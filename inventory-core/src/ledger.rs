//! Ledger Store
//!
//! Append-only record of balance-affecting events. The ledger is an
//! audit/reporting aid, never the authority for ownership or balance.
//! Entries are written once and never mutated.

use crate::{
    error::{Error, Result},
    storage::{cf_handle, CF_INDICES, CF_LEDGER},
    types::{BuyerId, LedgerEntry},
};
use rocksdb::{OptimisticTransactionDB, WriteBatchWithTransaction};
use rust_decimal::Decimal;
use std::sync::Arc;
use uuid::Uuid;

/// Ledger store view over the shared database
#[derive(Clone)]
pub struct LedgerStore {
    db: Arc<OptimisticTransactionDB>,
}

impl LedgerStore {
    pub(crate) fn new(db: Arc<OptimisticTransactionDB>) -> Self {
        Self { db }
    }

    /// Append an entry together with its buyer index (atomic)
    pub fn append(&self, entry: &LedgerEntry) -> Result<Uuid> {
        if entry.amount <= Decimal::ZERO {
            return Err(Error::InvariantViolation(format!(
                "ledger amount must be positive, got {}",
                entry.amount
            )));
        }

        let cf_ledger = cf_handle(&self.db, CF_LEDGER)?;
        let cf_indices = cf_handle(&self.db, CF_INDICES)?;

        let mut batch = WriteBatchWithTransaction::<true>::default();
        batch.put_cf(
            cf_ledger,
            entry.entry_id.as_bytes(),
            bincode::serialize(entry)?,
        );
        batch.put_cf(cf_indices, Self::index_key(&entry.buyer, entry.entry_id), []);

        self.db.write(batch)?;

        tracing::debug!(
            entry_id = %entry.entry_id,
            buyer = %entry.buyer,
            kind = %entry.kind,
            amount = %entry.amount,
            "Ledger entry appended"
        );

        Ok(entry.entry_id)
    }

    /// Get entry by ID
    pub fn get_entry(&self, entry_id: Uuid) -> Result<LedgerEntry> {
        let cf = cf_handle(&self.db, CF_LEDGER)?;
        let value = self
            .db
            .get_cf(cf, entry_id.as_bytes())?
            .ok_or_else(|| Error::EntryNotFound(entry_id.to_string()))?;
        Ok(bincode::deserialize(&value)?)
    }

    /// All entries for a buyer, oldest first (UUIDv7 keys are time-ordered)
    pub fn entries_for_buyer(&self, buyer: &BuyerId) -> Result<Vec<LedgerEntry>> {
        let cf_indices = cf_handle(&self.db, CF_INDICES)?;

        let prefix = Self::index_prefix(buyer);
        let iter = self.db.prefix_iterator_cf(cf_indices, &prefix);

        let mut entries = Vec::new();
        for item in iter {
            let (key, _) = item?;
            if !key.starts_with(&prefix) {
                break;
            }
            // Entry ID is the trailing 16 bytes of the index key
            if key.len() >= prefix.len() + 16 {
                let entry_id = Uuid::from_slice(&key[key.len() - 16..])
                    .map_err(|e| Error::Storage(format!("malformed index key: {}", e)))?;
                entries.push(self.get_entry(entry_id)?);
            }
        }

        Ok(entries)
    }

    // Index key: buyer-id length (u16 BE) || buyer_id || entry_id. Buyer ids
    // are opaque bytes, so the length prefix is what keeps one id from
    // prefix-matching another (e.g. "b" and "b|x").

    fn index_prefix(buyer: &BuyerId) -> Vec<u8> {
        let id = buyer.as_bytes();
        let mut key = Vec::with_capacity(2 + id.len() + 16);
        key.extend_from_slice(&(id.len() as u16).to_be_bytes());
        key.extend_from_slice(id);
        key
    }

    fn index_key(buyer: &BuyerId, entry_id: Uuid) -> Vec<u8> {
        let mut key = Self::index_prefix(buyer);
        key.extend_from_slice(entry_id.as_bytes());
        key
    }
}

:::

Copy, from the material, each line that holds the string "iter".

Answer section |
        let iter = self.db.prefix_iterator_cf(cf_indices, &prefix);
        for item in iter {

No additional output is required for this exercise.